Sunday, March 26, 2006

A Fractious Debate

Bush may finally have found an issue the Republicans can use to divert some attention from their self-engineered debacle in Iraq, immigration. Two hundred thousand protested reform in Los Angeles. Here in Denver we had some thousands protesting the new plan to reform immigration.

They want to make it a criminal offense to help an illegal alien. Shall doctors, then, or first responders ask for a green card before helping an accident victim? If I help someone change their tires on the side of the interstate, should I be put in prison, adding to the ten percent of Americans under some form of state control (in prison or on parole). Is it then illegal to help an immigrant baby medically because her parents brought her across the border? This is Republicanism at its best: There's a simple answer for everything, few of which survive contact with reality. Criminalizing giving aid cheapens us as a nation, besides, there are a number of illegals here without their own consent, children. Will we let them starve? Will we let them die without medical care? Will we deny them education? We may as well machine gun them at the border.

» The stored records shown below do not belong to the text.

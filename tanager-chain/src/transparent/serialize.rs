use std::io::{self, Read};

use crate::serialize::{Decode, Encode, SerializationError, VarInt};
use crate::transaction::Txid;

use super::{CoinbaseData, Input, OutPoint, Output, Script};

impl Encode for OutPoint {
    fn encode<W: io::Write>(&self, mut writer: W) -> Result<(), io::Error> {
        self.txid.encode(&mut writer)?;
        self.index.encode(&mut writer)
    }

    fn encoded_len(&self) -> usize {
        OutPoint::LEN
    }
}

impl Decode for OutPoint {
    fn decode<R: io::Read>(mut reader: R) -> Result<Self, SerializationError> {
        Ok(OutPoint {
            txid: Txid::decode(&mut reader)?,
            index: u32::decode(&mut reader)?,
        })
    }
}

/// Both input kinds share the wire layout `prevout ‖ script ‖ sequence`;
/// a coinbase is recognized by its null prevout.
impl Encode for Input {
    fn encode<W: io::Write>(&self, mut writer: W) -> Result<(), io::Error> {
        match self {
            Input::PrevOut {
                outpoint,
                unlock_script,
                sequence,
            } => {
                outpoint.encode(&mut writer)?;
                unlock_script.encode(&mut writer)?;
                sequence.encode(&mut writer)
            }
            Input::Coinbase { data, sequence } => {
                OutPoint::null().encode(&mut writer)?;
                VarInt::from(data.len()).encode(&mut writer)?;
                writer.write_all(data.as_bytes())?;
                sequence.encode(&mut writer)
            }
        }
    }

    fn encoded_len(&self) -> usize {
        self.serialized_len()
    }
}

impl Decode for Input {
    fn decode<R: io::Read>(mut reader: R) -> Result<Self, SerializationError> {
        let outpoint = OutPoint::decode(&mut reader)?;
        if outpoint.is_null() {
            let len = VarInt::decode(&mut reader)?.value();
            if len > CoinbaseData::MAX_LEN as u64 {
                return Err(SerializationError::Parse("coinbase data too long"));
            }
            let mut data = vec![0u8; len as usize];
            reader.read_exact(&mut data)?;
            Ok(Input::Coinbase {
                data: CoinbaseData::new(data),
                sequence: u32::decode(&mut reader)?,
            })
        } else {
            Ok(Input::PrevOut {
                outpoint,
                unlock_script: Script::decode(&mut reader)?,
                sequence: u32::decode(&mut reader)?,
            })
        }
    }
}

impl Encode for Output {
    fn encode<W: io::Write>(&self, mut writer: W) -> Result<(), io::Error> {
        self.value.encode(&mut writer)?;
        self.lock_script.encode(&mut writer)
    }

    fn encoded_len(&self) -> usize {
        self.serialized_len()
    }
}

impl Decode for Output {
    fn decode<R: io::Read>(mut reader: R) -> Result<Self, SerializationError> {
        Ok(Output {
            value: crate::amount::Amount::decode(&mut reader)?,
            lock_script: Script::decode(&mut reader)?,
        })
    }
}

#[cfg(test)]
mod tests {
    use super::*;

    #[test]
    fn coinbase_input_roundtrips_through_null_prevout() {
        let input = Input::Coinbase {
            data: CoinbaseData::new(vec![0x03, 0x5b, 0x7a, 0x03]),
            sequence: 0xffff_ffff,
        };
        let bytes = input.encode_to_vec();
        // Null prevout on the wire.
        assert_eq!(&bytes[..32], &[0u8; 32]);
        assert_eq!(&bytes[32..36], &[0xff; 4]);

        let decoded = Input::decode(&bytes[..]).expect("valid input");
        assert_eq!(decoded, input);
    }

    #[test]
    fn bip34_height_prefix_roundtrips() {
        for &height in &[1u32, 16, 17, 127, 128, 227_931, 500_000, 840_000] {
            let prefix = CoinbaseData::height_prefix(crate::block::Height(height));
            let data = CoinbaseData::new(prefix);
            assert_eq!(
                data.reported_height(),
                Some(crate::block::Height(height)),
                "height {}",
                height
            );
        }
    }

    #[test]
    fn spec_height_encoding_example() {
        // Push of 0x5b 0x7a 0x03 little-endian = 227,931.
        let data = CoinbaseData::new(vec![0x03, 0x5b, 0x7a, 0x03, 0xff]);
        assert_eq!(data.reported_height(), Some(crate::block::Height(227_931)));
    }
}
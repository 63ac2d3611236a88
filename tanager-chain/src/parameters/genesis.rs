//! Genesis anchors.

use crate::block::{self, merkle};
use crate::parameters::Network;
use crate::work::CompactDifficulty;

/// The hash of the genesis block for `network`.
///
/// Genesis blocks are not downloaded or validated like other blocks; the
/// chain is anchored on these hashes.
pub fn genesis_hash(network: Network) -> block::Hash {
    match network {
        // The one Satoshi mined on 2009-01-03.
        Network::Mainnet => "000000000019d6689c085ae165831e934ff763ae46a2a6c172b3f1b60a8ce26f",
        Network::Testnet => "000000000933ea01ad0ee984209779baaec3ced90fa3f408719526f8d77f4943",
        Network::Regtest => "0f9188f13cb7b2c71f2a335e3a4fc328bf5beb436012afca590b1a11466e2206",
    }
    .parse()
    .expect("hard-coded hashes parse")
}

/// The genesis block header for `network`, field for field.
///
/// All three networks share the same genesis coinbase, so the merkle
/// root is common; time, bits, and nonce differ. The header index seeds
/// itself with this header so the chain is rooted before any peer says
/// a word.
pub fn genesis_header(network: Network) -> block::Header {
    let merkle_root: block::Hash =
        "4a5e1e4baab89f3a32518a88c31bc87f618f76673e2cc77ab2127b7afdeda33b"
            .parse()
            .expect("hard-coded hashes parse");
    let (time, bits, nonce) = match network {
        Network::Mainnet => (1_231_006_505, 0x1d00_ffff, 2_083_236_893),
        Network::Testnet => (1_296_688_602, 0x1d00_ffff, 414_098_458),
        Network::Regtest => (1_296_688_602, 0x207f_ffff, 2),
    };
    block::Header::new(
        1,
        GENESIS_PREVIOUS_BLOCK_HASH,
        merkle::Root(merkle_root.0),
        time,
        CompactDifficulty(bits),
        nonce,
    )
}

/// The all-zero hash a genesis header names as its parent.
pub const GENESIS_PREVIOUS_BLOCK_HASH: block::Hash = block::Hash([0u8; 32]);
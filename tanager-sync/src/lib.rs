//! Initial block download: the pull-based download manager and the
//! chaser state machine that drives HEADERS → DOWNLOAD → DRAIN →
//! VALIDATE → FLUSH → PRUNE.
//!
//! Networking proper lives outside this crate; peers appear here only as
//! opaque ids, and outbound messages leave through the
//! [`peer::DownloadNetwork`] trait object the embedding application
//! supplies.

pub mod chaser;
pub mod download;
pub mod peer;

pub use chaser::{Chaser, ChaserConfig, ChaserHandle, Event, Phase, RunningChaser};
pub use download::{DownloadManager, DownloadMetrics, WorkBatch};
pub use peer::{DownloadNetwork, NetError, PeerId};
//! Difficulty targets and accumulated proof of work.

use std::{cmp::Ordering, fmt, io, ops::Add};

use primitive_types::U256;

use crate::block;
use crate::serialize::{Decode, Encode, SerializationError};

/// The nBits compact encoding of a difficulty target.
///
/// A floating-point-like format: one exponent byte followed by a 24-bit
/// mantissa. Invalid encodings (zero, negative, or overflowing mantissas)
/// exist and must be rejected by expanding before use.
#[derive(Copy, Clone, Eq, PartialEq, Hash, Serialize, Deserialize)]
pub struct CompactDifficulty(pub u32);

/// A 256-bit expanded difficulty target.
///
/// A block hash, read as a little-endian 256-bit integer, must be less
/// than or equal to this target. Greater targets represent *less* work.
#[derive(Copy, Clone, Eq, PartialEq, Ord, PartialOrd)]
pub struct ExpandedDifficulty(U256);

/// Accumulated proof of work: `(2^256 − target) / (target + 1) + 1`
/// summed over a chain of headers.
#[derive(Copy, Clone, Default, Eq, PartialEq, Ord, PartialOrd)]
pub struct Work(U256);

impl CompactDifficulty {
    /// Expand the compact encoding to a full 256-bit target.
    ///
    /// Returns `None` for the invalid encodings: zero or negative
    /// mantissas, and exponents that shift the mantissa past 256 bits.
    pub fn to_expanded(self) -> Option<ExpandedDifficulty> {
        const MANTISSA_MASK: u32 = 0x00ff_ffff;
        const SIGN_BIT: u32 = 0x0080_0000;

        let exponent = (self.0 >> 24) as i64;
        let mantissa = self.0 & MANTISSA_MASK;

        if mantissa == 0 || self.0 & SIGN_BIT != 0 {
            return None;
        }

        let result = if exponent <= 3 {
            U256::from(mantissa >> (8 * (3 - exponent) as u32))
        } else {
            let shift = 8 * (exponent - 3) as usize;
            // 256-bit overflow: any mantissa bit pushed past bit 255.
            if shift > 255 || (shift > 232 && U256::from(mantissa) >> (256 - shift) != U256::zero())
            {
                return None;
            }
            U256::from(mantissa) << shift
        };

        if result == U256::zero() {
            None
        } else {
            Some(ExpandedDifficulty(result))
        }
    }
}

impl ExpandedDifficulty {
    pub(crate) fn from_u256(target: U256) -> ExpandedDifficulty {
        ExpandedDifficulty(target)
    }

    /// The work a single header meeting this target proves.
    pub fn to_work(self) -> Work {
        // (2^256 - target) / (target + 1) + 1, computed without the
        // unrepresentable 2^256 term as !target / (target + 1) + 1.
        let numerator = !self.0;
        let denominator = self
            .0
            .checked_add(U256::one())
            .expect("a target below the 256-bit maximum");
        Work(numerator / denominator + U256::one())
    }
}

/// Block hashes compare against targets as little-endian 256-bit
/// integers.
impl PartialEq<block::Hash> for ExpandedDifficulty {
    fn eq(&self, other: &block::Hash) -> bool {
        self.partial_cmp(other) == Some(Ordering::Equal)
    }
}

impl PartialOrd<block::Hash> for ExpandedDifficulty {
    fn partial_cmp(&self, other: &block::Hash) -> Option<Ordering> {
        Some(self.0.cmp(&U256::from_little_endian(&other.0)))
    }
}

impl PartialEq<ExpandedDifficulty> for block::Hash {
    fn eq(&self, other: &ExpandedDifficulty) -> bool {
        other.eq(self)
    }
}

impl PartialOrd<ExpandedDifficulty> for block::Hash {
    fn partial_cmp(&self, other: &ExpandedDifficulty) -> Option<Ordering> {
        other.partial_cmp(self).map(Ordering::reverse)
    }
}

impl Work {
    pub fn zero() -> Work {
        Work(U256::zero())
    }

    /// Saturating accumulation; cumulative work cannot overflow in
    /// practice but the arithmetic should not be able to wrap either.
    pub fn saturating_add(self, other: Work) -> Work {
        Work(self.0.checked_add(other.0).unwrap_or_else(U256::max_value))
    }
}

impl Add for Work {
    type Output = Work;

    fn add(self, other: Work) -> Work {
        self.saturating_add(other)
    }
}

impl fmt::Debug for CompactDifficulty {
    fn fmt(&self, f: &mut fmt::Formatter) -> fmt::Result {
        f.debug_tuple("CompactDifficulty")
            .field(&format_args!("{:#010x}", self.0))
            .finish()
    }
}

impl fmt::Debug for ExpandedDifficulty {
    fn fmt(&self, f: &mut fmt::Formatter) -> fmt::Result {
        let mut bytes = [0u8; 32];
        self.0.to_big_endian(&mut bytes);
        f.debug_tuple("ExpandedDifficulty")
            .field(&hex::encode(bytes))
            .finish()
    }
}

impl fmt::Debug for Work {
    fn fmt(&self, f: &mut fmt::Formatter) -> fmt::Result {
        f.debug_tuple("Work").field(&self.0).finish()
    }
}

impl Encode for CompactDifficulty {
    fn encode<W: io::Write>(&self, writer: W) -> Result<(), io::Error> {
        self.0.encode(writer)
    }

    fn encoded_len(&self) -> usize {
        4
    }
}

impl Decode for CompactDifficulty {
    fn decode<R: io::Read>(reader: R) -> Result<Self, SerializationError> {
        Ok(CompactDifficulty(u32::decode(reader)?))
    }
}

/// Work serializes as 32 big-endian bytes for block-index persistence.
impl Encode for Work {
    fn encode<W: io::Write>(&self, mut writer: W) -> Result<(), io::Error> {
        let mut bytes = [0u8; 32];
        self.0.to_big_endian(&mut bytes);
        writer.write_all(&bytes)
    }

    fn encoded_len(&self) -> usize {
        32
    }
}

impl Decode for Work {
    fn decode<R: io::Read>(reader: R) -> Result<Self, SerializationError> {
        Ok(Work(U256::from_big_endian(&<[u8; 32]>::decode(reader)?)))
    }
}

#[cfg(test)]
mod tests {
    use super::*;

    #[test]
    fn expands_the_genesis_bits() {
        // Mainnet genesis nBits.
        let target = CompactDifficulty(0x1d00_ffff)
            .to_expanded()
            .expect("valid encoding");
        let mut bytes = [0u8; 32];
        target.0.to_big_endian(&mut bytes);
        assert_eq!(
            hex::encode(bytes),
            "00000000ffff0000000000000000000000000000000000000000000000000000"
        );
    }

    #[test]
    fn rejects_invalid_encodings() {
        // Zero mantissa.
        assert!(CompactDifficulty(0x1d00_0000).to_expanded().is_none());
        // Negative (sign bit set).
        assert!(CompactDifficulty(0x1d80_0001).to_expanded().is_none());
        // Mantissa shifted past 256 bits.
        assert!(CompactDifficulty(0xff00_ffff).to_expanded().is_none());
    }

    #[test]
    fn hash_to_target_ordering() {
        let target = CompactDifficulty(0x1d00_ffff)
            .to_expanded()
            .expect("valid encoding");
        // The genesis hash is far below the genesis target.
        let low_hash = block::Hash([0u8; 32]);
        assert!(low_hash <= target);

        let mut high = [0u8; 32];
        high[31] = 0xff; // big-endian top byte, little-endian tail
        let high_hash = block::Hash(high);
        assert!(high_hash > target);
    }

    #[test]
    fn work_is_inverse_in_target() {
        let easy = CompactDifficulty(0x1d00_ffff).to_expanded().unwrap();
        let hard = CompactDifficulty(0x1b00_ffff).to_expanded().unwrap();
        assert!(hard.to_work() > easy.to_work());

        let total = easy.to_work() + hard.to_work();
        assert!(total > hard.to_work());
    }
}
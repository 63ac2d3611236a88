use std::convert::TryFrom;

use proptest::prelude::*;

use crate::amount::Amount;
use crate::transparent::{CoinbaseData, Input, OutPoint, Output, Script};

use super::*;

fn coinbase_tx() -> Transaction {
    Transaction::new(
        1,
        vec![Input::Coinbase {
            data: CoinbaseData::new(vec![0x03, 0x5b, 0x7a, 0x03]),
            sequence: 0xffff_ffff,
        }],
        vec![Output {
            value: Amount::try_from(5_000_000_000i64).expect("in range"),
            lock_script: Script(vec![0x51]),
        }],
        LockTime::unlocked(),
    )
}

#[test]
fn coinbase_detection() {
    let coinbase = coinbase_tx();
    assert!(coinbase.is_coinbase());
    assert!(coinbase.contains_coinbase_input());

    let spend = Transaction::new(
        1,
        vec![Input::PrevOut {
            outpoint: OutPoint {
                txid: Txid([9u8; 32]),
                index: 0,
            },
            unlock_script: Script(vec![]),
            sequence: 0,
        }],
        vec![Output {
            value: Amount::try_from(1i64).unwrap(),
            lock_script: Script(vec![]),
        }],
        LockTime::unlocked(),
    );
    assert!(!spend.is_coinbase());
    assert!(!spend.contains_coinbase_input());
}

#[test]
fn lock_time_threshold() {
    assert_eq!(
        LockTime::from_raw(499_999_999),
        LockTime::Height(crate::block::Height(499_999_999))
    );
    assert_eq!(LockTime::from_raw(500_000_000), LockTime::Time(500_000_000));
}

proptest! {
    /// The base length accessor must agree with the actual base encoding.
    #[test]
    fn base_len_matches_encoding(
        script in proptest::collection::vec(any::<u8>(), 0..80),
        sequence in any::<u32>(),
        lock_time in any::<u32>(),
    ) {
        tanager_test::init();

        let tx = Transaction::new(
            1,
            vec![Input::PrevOut {
                outpoint: OutPoint { txid: Txid([3u8; 32]), index: 0 },
                unlock_script: Script(script),
                sequence,
            }],
            vec![Output {
                value: Amount::try_from(123i64).unwrap(),
                lock_script: Script(vec![0xa9]),
            }],
            LockTime::from_raw(lock_time),
        );

        let mut bytes = Vec::new();
        tx.encode_base(&mut bytes)?;
        prop_assert_eq!(bytes.len(), tx.base_len());
    }
}
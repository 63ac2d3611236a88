//! Opcode definitions and raw script iteration.
//!
//! The opcode set is frozen. Direct pushes occupy 0x01..=0x4b; everything
//! else is a named operation, a disabled operation, or undefined.

use crate::ScriptError;

/// A single script opcode byte.
#[derive(Copy, Clone, Debug, PartialEq, Eq, Hash)]
pub struct Opcode(pub u8);

// Push value
pub const OP_0: Opcode = Opcode(0x00);
pub const OP_PUSHDATA1: Opcode = Opcode(0x4c);
pub const OP_PUSHDATA2: Opcode = Opcode(0x4d);
pub const OP_PUSHDATA4: Opcode = Opcode(0x4e);
pub const OP_1NEGATE: Opcode = Opcode(0x4f);
pub const OP_RESERVED: Opcode = Opcode(0x50);
pub const OP_1: Opcode = Opcode(0x51);
pub const OP_2: Opcode = Opcode(0x52);
pub const OP_3: Opcode = Opcode(0x53);
pub const OP_16: Opcode = Opcode(0x60);

// Flow control
pub const OP_NOP: Opcode = Opcode(0x61);
pub const OP_VER: Opcode = Opcode(0x62);
pub const OP_IF: Opcode = Opcode(0x63);
pub const OP_NOTIF: Opcode = Opcode(0x64);
pub const OP_VERIF: Opcode = Opcode(0x65);
pub const OP_VERNOTIF: Opcode = Opcode(0x66);
pub const OP_ELSE: Opcode = Opcode(0x67);
pub const OP_ENDIF: Opcode = Opcode(0x68);
pub const OP_VERIFY: Opcode = Opcode(0x69);
pub const OP_RETURN: Opcode = Opcode(0x6a);

// Stack
pub const OP_TOALTSTACK: Opcode = Opcode(0x6b);
pub const OP_FROMALTSTACK: Opcode = Opcode(0x6c);
pub const OP_2DROP: Opcode = Opcode(0x6d);
pub const OP_2DUP: Opcode = Opcode(0x6e);
pub const OP_3DUP: Opcode = Opcode(0x6f);
pub const OP_2OVER: Opcode = Opcode(0x70);
pub const OP_2ROT: Opcode = Opcode(0x71);
pub const OP_2SWAP: Opcode = Opcode(0x72);
pub const OP_IFDUP: Opcode = Opcode(0x73);
pub const OP_DEPTH: Opcode = Opcode(0x74);
pub const OP_DROP: Opcode = Opcode(0x75);
pub const OP_DUP: Opcode = Opcode(0x76);
pub const OP_NIP: Opcode = Opcode(0x77);
pub const OP_OVER: Opcode = Opcode(0x78);
pub const OP_PICK: Opcode = Opcode(0x79);
pub const OP_ROLL: Opcode = Opcode(0x7a);
pub const OP_ROT: Opcode = Opcode(0x7b);
pub const OP_SWAP: Opcode = Opcode(0x7c);
pub const OP_TUCK: Opcode = Opcode(0x7d);

// Splice (all disabled except OP_SIZE)
pub const OP_CAT: Opcode = Opcode(0x7e);
pub const OP_SUBSTR: Opcode = Opcode(0x7f);
pub const OP_LEFT: Opcode = Opcode(0x80);
pub const OP_RIGHT: Opcode = Opcode(0x81);
pub const OP_SIZE: Opcode = Opcode(0x82);

// Bitwise logic (disabled except the equality tests)
pub const OP_INVERT: Opcode = Opcode(0x83);
pub const OP_AND: Opcode = Opcode(0x84);
pub const OP_OR: Opcode = Opcode(0x85);
pub const OP_XOR: Opcode = Opcode(0x86);
pub const OP_EQUAL: Opcode = Opcode(0x87);
pub const OP_EQUALVERIFY: Opcode = Opcode(0x88);
pub const OP_RESERVED1: Opcode = Opcode(0x89);
pub const OP_RESERVED2: Opcode = Opcode(0x8a);

// Arithmetic
pub const OP_1ADD: Opcode = Opcode(0x8b);
pub const OP_1SUB: Opcode = Opcode(0x8c);
pub const OP_2MUL: Opcode = Opcode(0x8d);
pub const OP_2DIV: Opcode = Opcode(0x8e);
pub const OP_NEGATE: Opcode = Opcode(0x8f);
pub const OP_ABS: Opcode = Opcode(0x90);
pub const OP_NOT: Opcode = Opcode(0x91);
pub const OP_0NOTEQUAL: Opcode = Opcode(0x92);
pub const OP_ADD: Opcode = Opcode(0x93);
pub const OP_SUB: Opcode = Opcode(0x94);
pub const OP_MUL: Opcode = Opcode(0x95);
pub const OP_DIV: Opcode = Opcode(0x96);
pub const OP_MOD: Opcode = Opcode(0x97);
pub const OP_LSHIFT: Opcode = Opcode(0x98);
pub const OP_RSHIFT: Opcode = Opcode(0x99);
pub const OP_BOOLAND: Opcode = Opcode(0x9a);
pub const OP_BOOLOR: Opcode = Opcode(0x9b);
pub const OP_NUMEQUAL: Opcode = Opcode(0x9c);
pub const OP_NUMEQUALVERIFY: Opcode = Opcode(0x9d);
pub const OP_NUMNOTEQUAL: Opcode = Opcode(0x9e);
pub const OP_LESSTHAN: Opcode = Opcode(0x9f);
pub const OP_GREATERTHAN: Opcode = Opcode(0xa0);
pub const OP_LESSTHANOREQUAL: Opcode = Opcode(0xa1);
pub const OP_GREATERTHANOREQUAL: Opcode = Opcode(0xa2);
pub const OP_MIN: Opcode = Opcode(0xa3);
pub const OP_MAX: Opcode = Opcode(0xa4);
pub const OP_WITHIN: Opcode = Opcode(0xa5);

// Crypto
pub const OP_RIPEMD160: Opcode = Opcode(0xa6);
pub const OP_SHA1: Opcode = Opcode(0xa7);
pub const OP_SHA256: Opcode = Opcode(0xa8);
pub const OP_HASH160: Opcode = Opcode(0xa9);
pub const OP_HASH256: Opcode = Opcode(0xaa);
pub const OP_CODESEPARATOR: Opcode = Opcode(0xab);
pub const OP_CHECKSIG: Opcode = Opcode(0xac);
pub const OP_CHECKSIGVERIFY: Opcode = Opcode(0xad);
pub const OP_CHECKMULTISIG: Opcode = Opcode(0xae);
pub const OP_CHECKMULTISIGVERIFY: Opcode = Opcode(0xaf);

// Expansion
pub const OP_NOP1: Opcode = Opcode(0xb0);
pub const OP_CHECKLOCKTIMEVERIFY: Opcode = Opcode(0xb1);
pub const OP_CHECKSEQUENCEVERIFY: Opcode = Opcode(0xb2);
pub const OP_NOP4: Opcode = Opcode(0xb3);
pub const OP_NOP10: Opcode = Opcode(0xb9);

// Tapscript (BIP-342)
pub const OP_CHECKSIGADD: Opcode = Opcode(0xba);

pub const OP_INVALIDOPCODE: Opcode = Opcode(0xff);

impl Opcode {
    /// Is this byte a push operation (OP_0, a direct push, PUSHDATA, a
    /// small integer, or OP_1NEGATE)?
    pub fn is_push(self) -> bool {
        self.0 <= OP_16.0
    }

    /// The frozen disabled set; executing any of these fails the script
    /// whether or not the branch is taken.
    pub fn is_disabled(self) -> bool {
        matches!(
            self,
            OP_CAT
                | OP_SUBSTR
                | OP_LEFT
                | OP_RIGHT
                | OP_INVERT
                | OP_AND
                | OP_OR
                | OP_XOR
                | OP_2MUL
                | OP_2DIV
                | OP_MUL
                | OP_DIV
                | OP_MOD
                | OP_LSHIFT
                | OP_RSHIFT
        )
    }

    /// OP_IF..OP_ENDIF flow control, processed even in unexecuted
    /// branches.
    pub fn is_conditional(self) -> bool {
        matches!(self, OP_IF | OP_NOTIF | OP_ELSE | OP_ENDIF)
    }

    /// Decode OP_1..OP_16 and OP_1NEGATE to their small-number values.
    pub fn small_int(self) -> Option<i64> {
        match self.0 {
            0x4f => Some(-1),
            0x51..=0x60 => Some((self.0 - 0x50) as i64),
            _ => None,
        }
    }

    /// Encode 0..=16 as the matching small-integer opcode.
    pub fn from_small_int(n: u8) -> Opcode {
        debug_assert!(n <= 16);
        if n == 0 {
            OP_0
        } else {
            Opcode(0x50 + n)
        }
    }
}

/// One parsed operation: the opcode, plus its payload when it pushes.
#[derive(Debug, Clone, Copy, PartialEq, Eq)]
pub struct RawOp<'a> {
    pub opcode: Opcode,
    pub push: Option<&'a [u8]>,
}

/// Iterate the operations of a script lazily.
///
/// The iterator yields an error item and stops if a push runs past the
/// end of the script; trailing garbage is unrepresentable.
pub fn iter_ops(script: &[u8]) -> OpIter<'_> {
    OpIter { script, pos: 0 }
}

pub struct OpIter<'a> {
    script: &'a [u8],
    pos: usize,
}

impl<'a> OpIter<'a> {
    /// Current byte offset, used by OP_CODESEPARATOR bookkeeping.
    pub fn position(&self) -> usize {
        self.pos
    }
}

impl<'a> Iterator for OpIter<'a> {
    type Item = Result<RawOp<'a>, ScriptError>;

    fn next(&mut self) -> Option<Self::Item> {
        if self.pos >= self.script.len() {
            return None;
        }

        let opcode = Opcode(self.script[self.pos]);
        self.pos += 1;

        let push_len = match opcode.0 {
            0x01..=0x4b => opcode.0 as usize,
            0x4c..=0x4e => {
                let len_bytes = 1 << (opcode.0 - 0x4c);
                if self.pos + len_bytes > self.script.len() {
                    self.pos = self.script.len();
                    return Some(Err(ScriptError::BadOpcode));
                }
                let mut len = 0usize;
                for i in 0..len_bytes {
                    len |= (self.script[self.pos + i] as usize) << (8 * i);
                }
                self.pos += len_bytes;
                len
            }
            _ => {
                // OP_0, small ints, and every named op carry no payload.
                return Some(Ok(RawOp { opcode, push: None }));
            }
        };

        if self.pos + push_len > self.script.len() {
            self.pos = self.script.len();
            return Some(Err(ScriptError::BadOpcode));
        }
        let data = &self.script[self.pos..self.pos + push_len];
        self.pos += push_len;
        Some(Ok(RawOp {
            opcode,
            push: Some(data),
        }))
    }
}

/// Was this push the minimal way to produce its data? Required by
/// MINIMALDATA.
pub fn is_minimal_push(opcode: Opcode, data: &[u8]) -> bool {
    match data.len() {
        0 => opcode == OP_0,
        1 => {
            let b = data[0];
            if (1..=16).contains(&b) {
                opcode == Opcode(0x50 + b)
            } else if b == 0x81 {
                opcode == OP_1NEGATE
            } else {
                opcode.0 == 1
            }
        }
        len if len <= 75 => opcode.0 as usize == len,
        len if len <= 255 => opcode == OP_PUSHDATA1,
        len if len <= 65535 => opcode == OP_PUSHDATA2,
        _ => opcode == OP_PUSHDATA4,
    }
}

#[cfg(test)]
mod tests {
    use super::*;

    #[test]
    fn direct_pushes() {
        let script = [0x03, 0xaa, 0xbb, 0xcc, 0x51];
        let ops: Vec<_> = iter_ops(&script).collect::<Result<_, _>>().expect("parses");
        assert_eq!(ops.len(), 2);
        assert_eq!(ops[0].push, Some(&[0xaa, 0xbb, 0xcc][..]));
        assert_eq!(ops[1].opcode, OP_1);
        assert_eq!(ops[1].push, None);
    }

    #[test]
    fn pushdata_length_prefixes() {
        let mut script = vec![0x4c, 0x02, 0x01, 0x02]; // PUSHDATA1
        script.extend_from_slice(&[0x4d, 0x01, 0x00, 0xff]); // PUSHDATA2, len 1
        let ops: Vec<_> = iter_ops(&script).collect::<Result<_, _>>().expect("parses");
        assert_eq!(ops[0].push, Some(&[0x01, 0x02][..]));
        assert_eq!(ops[1].push, Some(&[0xff][..]));
    }

    #[test]
    fn truncated_pushes_error() {
        for script in [&[0x05, 0x01][..], &[0x4c][..], &[0x4c, 0x09, 0x00][..]].iter() {
            let last = iter_ops(script).last().expect("yields something");
            assert!(last.is_err(), "script {:?} should fail", script);
        }
    }

    #[test]
    fn disabled_set_is_frozen() {
        let disabled = [
            0x7e, 0x7f, 0x80, 0x81, 0x83, 0x84, 0x85, 0x86, 0x8d, 0x8e, 0x95, 0x96, 0x97, 0x98,
            0x99,
        ];
        for byte in 0..=0xffu8 {
            assert_eq!(
                Opcode(byte).is_disabled(),
                disabled.contains(&byte),
                "opcode {:#04x}",
                byte
            );
        }
    }
}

Which is not the Bush plan. Bush does not want to stop cheap labor cleaning hotel rooms or keeping greens immaculate nor does he want to stop downward pressure on American wages. Frist wants to stop the flow of cheap labor to build houses and to criminalize those already in the country. Again, Republicanism would say they're here illegally, they should be criminals. Again, this doesn't survive contact with reality: There are too many for us to round up, about twelve million, they came within a system that encourages them to come and they are providing labor for jobs that few Americans would take, at least, not at the wages offered the illegals. Frist's bill includes no guest worker program nor way to legalize the status of those already here. It's short-sightedness, the same pride that led to his erroneous telediagnosis of Terri Schaivo's condition.

Of course, our own Tommy Tancredo is among the voices that would establish machine gun nests at the border and concentration camps as a prelude to deportation. Tom, you're consistent. Consistently wrong and consistently narrow-minded but consistent. Without an amnesty program and more importantly, without helping the economies of the countries providing us cheap labor at home, immigration reform will only serve to divert national attention from Iraq.

Which just may be the Republican strategy behind it.